> **EXERCISE**: Search the entries for lines that contain the word "CartSummary", and report each one found.

★ ★ ★ ★ ★ ★ ★

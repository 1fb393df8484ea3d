use std::sync::Arc;

use api_client::ApiClient;
use logger::TracingLogger;
use persistence::cart::repository::CartRepositoryKeyValue;
use persistence::kv::FileKeyValueStore;

use business::application::cart::add_product::AddProductToCartUseCaseImpl;
use business::application::cart::store::CartStore;
use business::application::catalog::get_product_card::GetProductCardUseCaseImpl;
use business::application::catalog::load_storefront::LoadStorefrontUseCaseImpl;

use crate::api::cart::routes::CartApi;
use crate::api::health::routes::Api as HealthApi;
use crate::api::notifications::routes::NotificationsApi;
use crate::api::storefront::routes::StorefrontApi;
use crate::config::app_config::AppConfig;
use crate::observers::cart_badge::CartBadge;
use crate::observers::toast::ToastNotifier;

pub struct DependencyContainer {
    pub health_api: HealthApi,
    pub storefront_api: StorefrontApi,
    pub cart_api: CartApi,
    pub notifications_api: NotificationsApi,
}

impl DependencyContainer {
    pub async fn new(config: &AppConfig) -> anyhow::Result<Self> {
        let logger = Arc::new(TracingLogger);
        let language = config.storefront.language.clone();

        // Infrastructure adapters
        let gateway = Arc::new(ApiClient::new(
            config.api.base_url.clone(),
            config.api.media_url.clone(),
            config.api.timeout,
        ));
        let cart_repository = Arc::new(CartRepositoryKeyValue::new(Arc::new(
            FileKeyValueStore::new(config.storage.dir.clone()),
        )));

        // Cart store and its observers
        let badge = Arc::new(CartBadge::default());
        let toasts = Arc::new(ToastNotifier::default());
        let store = Arc::new(
            CartStore::load(cart_repository, logger.clone(), language.clone())
                .await
                .subscribe(badge.clone())
                .subscribe(toasts.clone()),
        );
        badge.set(store.total_items().await);

        // Use cases
        let load_storefront_use_case = Arc::new(LoadStorefrontUseCaseImpl {
            gateway: gateway.clone(),
            logger: logger.clone(),
            language: language.clone(),
        });
        let product_card_use_case = Arc::new(GetProductCardUseCaseImpl {
            gateway: gateway.clone(),
            logger: logger.clone(),
            language,
        });
        let add_product_use_case = Arc::new(AddProductToCartUseCaseImpl {
            store: store.clone(),
            gateway,
            logger,
        });

        Ok(Self {
            health_api: HealthApi::new(),
            storefront_api: StorefrontApi::new(load_storefront_use_case, product_card_use_case),
            cart_api: CartApi::new(store, add_product_use_case, badge),
            notifications_api: NotificationsApi::new(toasts),
        })
    }
}
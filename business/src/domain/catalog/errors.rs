/// Failure of a read-only call to the remote catalog API.
///
/// Every variant renders a non-empty, code-style message.
#[derive(Debug, Clone, PartialEq, thiserror::Error)]
pub enum FetchError {
    #[error("api.network: {0}")]
    Network(String),
    #[error("api.status: {0}")]
    Status(u16),
    #[error("api.decode: {0}")]
    Decode(String),
}

impl FetchError {
    pub fn network(reason: impl Into<String>) -> Self {
        FetchError::Network(reason.into())
    }
    pub fn status(code: u16) -> Self {
        FetchError::Status(code)
    }
    pub fn decode(reason: impl Into<String>) -> Self {
        FetchError::Decode(reason.into())
    }
}
pub mod error;
pub mod tags;
pub mod health {
    pub mod routes;
}
pub mod storefront {
    pub mod dto;
    pub mod error_mapper;
    pub mod routes;
}
pub mod cart {
    pub mod dto;
    pub mod error_mapper;
    pub mod routes;
}
pub mod notifications {
    pub mod dto;
    pub mod routes;
}
/// Logging port used by use cases and the cart store.
///
/// Infrastructure provides the implementation; tests substitute a mock.
pub trait Logger: Send + Sync {
    fn info(&self, message: &str);
    fn warn(&self, message: &str);
    fn error(&self, message: &str);
    fn debug(&self, message: &str);
}
use async_trait::async_trait;
use serde::de::DeserializeOwned;

use business::domain::catalog::errors::FetchError;
use business::domain::catalog::gateway::CatalogGateway;
use business::domain::catalog::model::{
    Category, Certificate, City, Company, Partner, Product, ProductImage,
    ServiceCenterDescription, ServiceLocation,
};
use business::domain::shared::value_objects::{CategoryId, ProductId};

use crate::client::ApiClient;
use crate::dto::{
    CategoryDto, CertificateDto, CityDto, CompanyDto, PartnerDto, ProductDto, ProductImageDto,
    ServiceCenterDescriptionDto, ServiceLocationDto,
};

impl ApiClient {
    async fn fetch_list<D, T>(&self, path: &str) -> Result<Vec<T>, FetchError>
    where
        D: DeserializeOwned,
        T: From<D>,
    {
        let records: Vec<D> = self.fetch(path).await?;
        Ok(records.into_iter().map(T::from).collect())
    }
}

#[async_trait]
impl CatalogGateway for ApiClient {
    async fn get_products(&self, category: Option<CategoryId>) -> Result<Vec<Product>, FetchError> {
        let path = match category {
            Some(id) => format!("/products/?category={}", id),
            None => "/products/all/".to_string(),
        };
        self.fetch_list::<ProductDto, _>(&path).await
    }

    async fn get_product(&self, id: ProductId) -> Result<Product, FetchError> {
        let dto: ProductDto = self.fetch(&format!("/products/{}/", id)).await?;
        Ok(dto.into())
    }

    async fn get_product_images(&self, id: ProductId) -> Result<Vec<ProductImage>, FetchError> {
        self.fetch_list::<ProductImageDto, _>(&format!("/product-images/?product={}", id))
            .await
    }

    async fn get_categories(&self) -> Result<Vec<Category>, FetchError> {
        self.fetch_list::<CategoryDto, _>("/categories/").await
    }

    async fn get_category(&self, id: CategoryId) -> Result<Category, FetchError> {
        let dto: CategoryDto = self.fetch(&format!("/categories/{}/", id)).await?;
        Ok(dto.into())
    }

    async fn get_companies(&self) -> Result<Vec<Company>, FetchError> {
        self.fetch_list::<CompanyDto, _>("/companies/").await
    }

    async fn get_partners(&self) -> Result<Vec<Partner>, FetchError> {
        self.fetch_list::<PartnerDto, _>("/partners/").await
    }

    async fn get_certificates(&self) -> Result<Vec<Certificate>, FetchError> {
        self.fetch_list::<CertificateDto, _>("/certificates/").await
    }

    async fn get_cities(&self) -> Result<Vec<City>, FetchError> {
        self.fetch_list::<CityDto, _>("/cities/").await
    }

    async fn get_service_locations(&self) -> Result<Vec<ServiceLocation>, FetchError> {
        self.fetch_list::<ServiceLocationDto, _>("/service-locations/")
            .await
    }

    async fn get_service_center_descriptions(
        &self,
    ) -> Result<Vec<ServiceCenterDescription>, FetchError> {
        self.fetch_list::<ServiceCenterDescriptionDto, _>("/service-center-descriptions/")
            .await
    }

    fn media_url(&self, path: &str) -> String {
        self.media().resolve(Some(path))
    }
}
use std::env;
use std::time::Duration;

use tracing::warn;

/// Where the catalog API and its media files live.
#[derive(Debug, Clone)]
pub struct ApiConfig {
    pub base_url: String,
    pub media_url: String,
    /// `None` lets requests wait indefinitely.
    pub timeout: Option<Duration>,
}

impl ApiConfig {
    /// Environment variables:
    /// - API_BASE_URL (default: "http://localhost:8000/api")
    /// - MEDIA_BASE_URL (default: "http://localhost:8000/media")
    /// - API_TIMEOUT_SECS: request timeout in seconds (default: unset)
    pub fn from_env() -> Self {
        Self {
            base_url: env::var("API_BASE_URL")
                .unwrap_or_else(|_| "http://localhost:8000/api".to_string()),
            media_url: env::var("MEDIA_BASE_URL")
                .unwrap_or_else(|_| "http://localhost:8000/media".to_string()),
            timeout: parse_timeout(env::var("API_TIMEOUT_SECS").ok().as_deref()),
        }
    }
}

fn parse_timeout(raw: Option<&str>) -> Option<Duration> {
    let raw = raw.map(str::trim).filter(|value| !value.is_empty())?;
    match raw.parse::<u64>() {
        Ok(0) => None,
        Ok(seconds) => Some(Duration::from_secs(seconds)),
        Err(_) => {
            warn!("Ignoring invalid API_TIMEOUT_SECS value {:?}", raw);
            None
        }
    }
}
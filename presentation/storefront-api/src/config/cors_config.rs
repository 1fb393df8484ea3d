use poem::middleware::Cors;
use std::env;

const DEFAULT_ORIGINS: &str = "http://localhost:5173,http://localhost:8080";

/// CORS middleware for the storefront pages.
///
/// Environment variables:
/// - CORS_ALLOWED_ORIGINS: Comma-separated list of allowed origins
///   (default: "http://localhost:5173,http://localhost:8080")
pub fn init_cors() -> Cors {
    let allowed_origins =
        env::var("CORS_ALLOWED_ORIGINS").unwrap_or_else(|_| DEFAULT_ORIGINS.to_string());

    Cors::new()
        .allow_origins(parse_origins(&allowed_origins))
        .allow_methods(vec!["GET", "POST", "PUT", "DELETE", "OPTIONS"])
        .allow_headers(vec!["content-type", "accept-language"])
        .allow_credentials(true)
}

fn parse_origins(raw: &str) -> Vec<String> {
    raw.split(',')
        .map(str::trim)
        .filter(|origin| !origin.is_empty())
        .map(str::to_string)
        .collect()
}
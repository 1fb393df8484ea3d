use std::num::NonZeroU32;

use crate::domain::shared::value_objects::ProductId;

use super::model::CartSummary;

/// What a cart mutation did.
#[derive(Debug, Clone, PartialEq)]
pub enum CartEvent {
    ItemAdded {
        id: ProductId,
        name: String,
        added: NonZeroU32,
        quantity: NonZeroU32,
    },
    ItemRemoved {
        id: ProductId,
    },
    QuantityChanged {
        id: ProductId,
        previous: NonZeroU32,
        current: NonZeroU32,
    },
    Cleared {
        removed_lines: usize,
    },
}

/// Whether the snapshot write that followed a mutation succeeded.
#[derive(Debug, Clone, PartialEq)]
pub enum Durability {
    Persisted,
    Failed { reason: String },
}

impl Durability {
    pub fn is_persisted(&self) -> bool {
        matches!(self, Durability::Persisted)
    }
}

/// Record of one applied mutation, handed to callers and observers.
#[derive(Debug, Clone, PartialEq)]
pub struct CartChange {
    pub event: CartEvent,
    pub summary: CartSummary,
    pub durability: Durability,
}

/// Subscriber notified after each cart mutation has been persisted.
pub trait CartObserver: Send + Sync {
    fn on_cart_changed(&self, change: &CartChange);
}
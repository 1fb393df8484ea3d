use rust_decimal::Decimal;

use crate::domain::shared::value_objects::{CategoryId, ProductId};

use super::model::{Certificate, Partner, SocialLinks};

pub const DEFAULT_PRODUCT_IMAGE: &str = "images/product-1.png";
pub const DEFAULT_CATEGORY_NAME: &str = "Lifestyle";
pub const DEFAULT_MENU_CATEGORY_NAME: &str = "Category";

/// Display data for one product tile.
#[derive(Debug, Clone, PartialEq)]
pub struct ProductCard {
    pub id: ProductId,
    pub name: String,
    pub description: String,
    pub image: String,
    pub category_name: String,
    pub price: Decimal,
}

/// Company details for the header and footer.
#[derive(Debug, Clone, PartialEq)]
pub struct CompanyProfile {
    pub name: Option<String>,
    pub address: Option<String>,
    pub about_us: Option<String>,
    pub phone: Option<String>,
    pub email: Option<String>,
    pub website: Option<String>,
    pub socials: SocialLinks,
}

#[derive(Debug, Clone, PartialEq)]
pub struct CategorySummary {
    pub id: CategoryId,
    pub name: String,
}

#[derive(Debug, Clone, PartialEq)]
pub enum ProductListing {
    Loaded(Vec<ProductCard>),
    Empty,
    /// The product fetch failed; carries the failure message.
    Unavailable(String),
}

#[derive(Debug, Clone, PartialEq)]
pub struct StorefrontPage {
    pub company: Option<CompanyProfile>,
    pub products: ProductListing,
    pub categories: Vec<CategorySummary>,
    /// Logos resolved to absolute URLs.
    pub partners: Vec<Partner>,
    /// Images resolved to absolute URLs.
    pub certificates: Vec<Certificate>,
}
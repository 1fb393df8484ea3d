pub mod dependency_injection;
pub mod server;
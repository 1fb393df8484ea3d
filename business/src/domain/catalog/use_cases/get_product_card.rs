use async_trait::async_trait;

use crate::domain::catalog::errors::FetchError;
use crate::domain::catalog::storefront::ProductCard;
use crate::domain::shared::value_objects::{LanguageCode, ProductId};

pub struct GetProductCardParams {
    pub id: ProductId,
    pub language: Option<LanguageCode>,
}

#[async_trait]
pub trait GetProductCardUseCase: Send + Sync {
    async fn execute(&self, params: GetProductCardParams) -> Result<ProductCard, FetchError>;
}
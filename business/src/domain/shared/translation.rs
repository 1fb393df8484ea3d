use std::collections::HashMap;

use super::value_objects::LanguageCode;

/// One language's worth of translated text fields.
#[derive(Debug, Clone, Default, PartialEq)]
pub struct Translation {
    pub language_code: Option<LanguageCode>,
    pub fields: HashMap<String, String>,
}

impl Translation {
    pub fn new(language_code: Option<LanguageCode>) -> Self {
        Self {
            language_code,
            fields: HashMap::new(),
        }
    }

    pub fn with_field(mut self, key: impl Into<String>, value: impl Into<String>) -> Self {
        self.fields.insert(key.into(), value.into());
        self
    }

    /// Returns a field value; blank values count as missing.
    pub fn field(&self, key: &str) -> Option<&str> {
        self.fields
            .get(key)
            .map(String::as_str)
            .filter(|value| !value.trim().is_empty())
    }

    pub fn name(&self) -> Option<&str> {
        self.field("name")
    }

    pub fn description(&self) -> Option<&str> {
        self.field("description")
    }

    pub fn address(&self) -> Option<&str> {
        self.field("address")
    }

    pub fn about_us(&self) -> Option<&str> {
        self.field("about_us")
    }
}

/// Ordered collection of translations for a single entity.
///
/// Upstream data arrives either keyed by language or as a list of tagged
/// records; adapters normalise both into this shape, keeping document order.
#[derive(Debug, Clone, Default, PartialEq)]
pub struct Translations(Vec<Translation>);

impl Translations {
    pub fn new(records: Vec<Translation>) -> Self {
        Self(records)
    }

    pub fn empty() -> Self {
        Self(Vec::new())
    }

    pub fn is_empty(&self) -> bool {
        self.0.is_empty()
    }

    pub fn len(&self) -> usize {
        self.0.len()
    }

    /// Picks the record for `language`, falling back to the first record.
    pub fn resolve(&self, language: &LanguageCode) -> Option<&Translation> {
        self.0
            .iter()
            .find(|t| t.language_code.as_ref() == Some(language))
            .or_else(|| self.0.first())
    }

    pub fn resolve_field(&self, language: &LanguageCode, key: &str) -> Option<&str> {
        self.resolve(language).and_then(|t| t.field(key))
    }
}

impl From<Vec<Translation>> for Translations {
    fn from(records: Vec<Translation>) -> Self {
        Self(records)
    }
}
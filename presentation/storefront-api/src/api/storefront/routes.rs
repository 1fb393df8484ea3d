use std::sync::Arc;

use poem_openapi::{
    OpenApi,
    param::{Path, Query},
    payload::Json,
};

use business::domain::catalog::use_cases::get_product_card::{
    GetProductCardParams, GetProductCardUseCase,
};
use business::domain::catalog::use_cases::load_storefront::{
    LoadStorefrontParams, LoadStorefrontUseCase,
};
use business::domain::shared::value_objects::{CategoryId, LanguageCode, ProductId};

use crate::api::error::{ErrorResponse, IntoErrorResponse};
use crate::api::storefront::dto::{ProductCardResponse, StorefrontResponse};
use crate::api::tags::ApiTags;

pub struct StorefrontApi {
    load_use_case: Arc<dyn LoadStorefrontUseCase>,
    product_card_use_case: Arc<dyn GetProductCardUseCase>,
}

impl StorefrontApi {
    pub fn new(
        load_use_case: Arc<dyn LoadStorefrontUseCase>,
        product_card_use_case: Arc<dyn GetProductCardUseCase>,
    ) -> Self {
        Self {
            load_use_case,
            product_card_use_case,
        }
    }
}

fn language(lang: Option<String>) -> Option<LanguageCode> {
    lang.filter(|code| !code.trim().is_empty())
        .map(LanguageCode::from)
}

#[OpenApi]
impl StorefrontApi {
    /// Load the storefront page
    ///
    /// Returns company details, product cards, category menu entries,
    /// partners and certificates. Sections whose data cannot be fetched
    /// fall back to empty values; the product listing reports
    /// "unavailable" with the failure message.
    #[oai(path = "/storefront", method = "get", tag = "ApiTags::Storefront")]
    async fn load(
        &self,
        category: Query<Option<u64>>,
        lang: Query<Option<String>>,
    ) -> Json<StorefrontResponse> {
        let params = LoadStorefrontParams {
            category: category.0.map(CategoryId::new),
            language: language(lang.0),
        };

        Json(self.load_use_case.execute(params).await.into())
    }

    /// Get a product card
    ///
    /// Resolves one product's display data with the same fallbacks as the
    /// storefront listing.
    #[oai(path = "/products/:id", method = "get", tag = "ApiTags::Storefront")]
    async fn product_card(
        &self,
        id: Path<u64>,
        lang: Query<Option<String>>,
    ) -> GetProductCardResponse {
        let params = GetProductCardParams {
            id: ProductId::new(id.0),
            language: language(lang.0),
        };

        match self.product_card_use_case.execute(params).await {
            Ok(card) => GetProductCardResponse::Ok(Json(card.into())),
            Err(err) => {
                let (status, json) = err.into_error_response();
                match status.as_u16() {
                    404 => GetProductCardResponse::NotFound(json),
                    _ => GetProductCardResponse::BadGateway(json),
                }
            }
        }
    }
}

#[derive(poem_openapi::ApiResponse)]
pub enum GetProductCardResponse {
    #[oai(status = 200)]
    Ok(Json<ProductCardResponse>),
    #[oai(status = 404)]
    NotFound(Json<ErrorResponse>),
    #[oai(status = 502)]
    BadGateway(Json<ErrorResponse>),
}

★ ★ ★ ★ ★ ★ ★

> **RESPONSE BELOW**:
use super::model::CartSummary;
    pub summary: CartSummary,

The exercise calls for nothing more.